§ **Instructions for the task**
Without changing anything, output the records below.

§ **Provided entries**
== == ==
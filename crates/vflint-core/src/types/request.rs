//! Input-side types: dialect selection and named SQL sources.

use serde::{Deserialize, Serialize};

/// A named SQL source, typically one file.
#[derive(Debug, Clone, Serialize, Deserialize)]
#[serde(rename_all = "camelCase")]
pub struct FileSource {
    pub name: String,
    pub content: String,
}

/// SQL dialect used when tokenizing the source.
///
/// Dialects differ in quoting and comment syntax, which decides where
/// keywords start and end.
#[derive(Debug, Clone, Copy, PartialEq, Eq, Serialize, Deserialize, Default)]
#[serde(rename_all = "lowercase")]
pub enum Dialect {
    #[default]
    Generic,
    Ansi,
    Bigquery,
    Clickhouse,
    Databricks,
    Duckdb,
    Hive,
    Mssql,
    Mysql,
    Postgres,
    Redshift,
    Snowflake,
    Sqlite,
}

impl Dialect {
    pub fn to_sqlparser_dialect(&self) -> Box<dyn sqlparser::dialect::Dialect> {
        use sqlparser::dialect::{
            AnsiDialect, BigQueryDialect, ClickHouseDialect, DatabricksDialect, DuckDbDialect,
            GenericDialect, HiveDialect, MsSqlDialect, MySqlDialect, PostgreSqlDialect,
            RedshiftSqlDialect, SQLiteDialect, SnowflakeDialect,
        };
        match self {
            Self::Generic => Box::new(GenericDialect {}),
            Self::Ansi => Box::new(AnsiDialect {}),
            Self::Bigquery => Box::new(BigQueryDialect {}),
            Self::Clickhouse => Box::new(ClickHouseDialect {}),
            Self::Databricks => Box::new(DatabricksDialect {}),
            Self::Duckdb => Box::new(DuckDbDialect {}),
            Self::Hive => Box::new(HiveDialect {}),
            Self::Mssql => Box::new(MsSqlDialect {}),
            Self::Mysql => Box::new(MySqlDialect {}),
            Self::Postgres => Box::new(PostgreSqlDialect {}),
            Self::Redshift => Box::new(RedshiftSqlDialect {}),
            Self::Snowflake => Box::new(SnowflakeDialect {}),
            Self::Sqlite => Box::new(SQLiteDialect {}),
        }
    }
}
== == ==
§ **Task result**
filename crates/vflint-core/src/types/request.rs
//! Input-side types: dialect selection and named SQL sources.

use serde::{Deserialize, Serialize};

/// A named SQL source, typically one file.
#[derive(Debug, Clone, Serialize, Deserialize)]
#[serde(rename_all = "camelCase")]
pub struct FileSource {
    pub name: String,
    pub content: String,
}

/// SQL dialect used when tokenizing the source.
///
/// Dialects differ in quoting and comment syntax, which decides where
/// keywords start and end.
#[derive(Debug, Clone, Copy, PartialEq, Eq, Serialize, Deserialize, Default)]
#[serde(rename_all = "lowercase")]
pub enum Dialect {
    #[default]
    Generic,
    Ansi,
    Bigquery,
    Clickhouse,
    Databricks,
    Duckdb,
    Hive,
    Mssql,
    Mysql,
    Postgres,
    Redshift,
    Snowflake,
    Sqlite,
}

impl Dialect {
    pub fn to_sqlparser_dialect(&self) -> Box<dyn sqlparser::dialect::Dialect> {
        use sqlparser::dialect::{
            AnsiDialect, BigQueryDialect, ClickHouseDialect, DatabricksDialect, DuckDbDialect,
            GenericDialect, HiveDialect, MsSqlDialect, MySqlDialect, PostgreSqlDialect,
            RedshiftSqlDialect, SQLiteDialect, SnowflakeDialect,
        };
        match self {
            Self::Generic => Box::new(GenericDialect {}),
            Self::Ansi => Box::new(AnsiDialect {}),
            Self::Bigquery => Box::new(BigQueryDialect {}),
            Self::Clickhouse => Box::new(ClickHouseDialect {}),
            Self::Databricks => Box::new(DatabricksDialect {}),
            Self::Duckdb => Box::new(DuckDbDialect {}),
            Self::Hive => Box::new(HiveDialect {}),
            Self::Mssql => Box::new(MsSqlDialect {}),
            Self::Mysql => Box::new(MySqlDialect {}),
            Self::Postgres => Box::new(PostgreSqlDialect {}),
            Self::Redshift => Box::new(RedshiftSqlDialect {}),
            Self::Snowflake => Box::new(SnowflakeDialect {}),
            Self::Sqlite => Box::new(SQLiteDialect {}),
        }
    }
}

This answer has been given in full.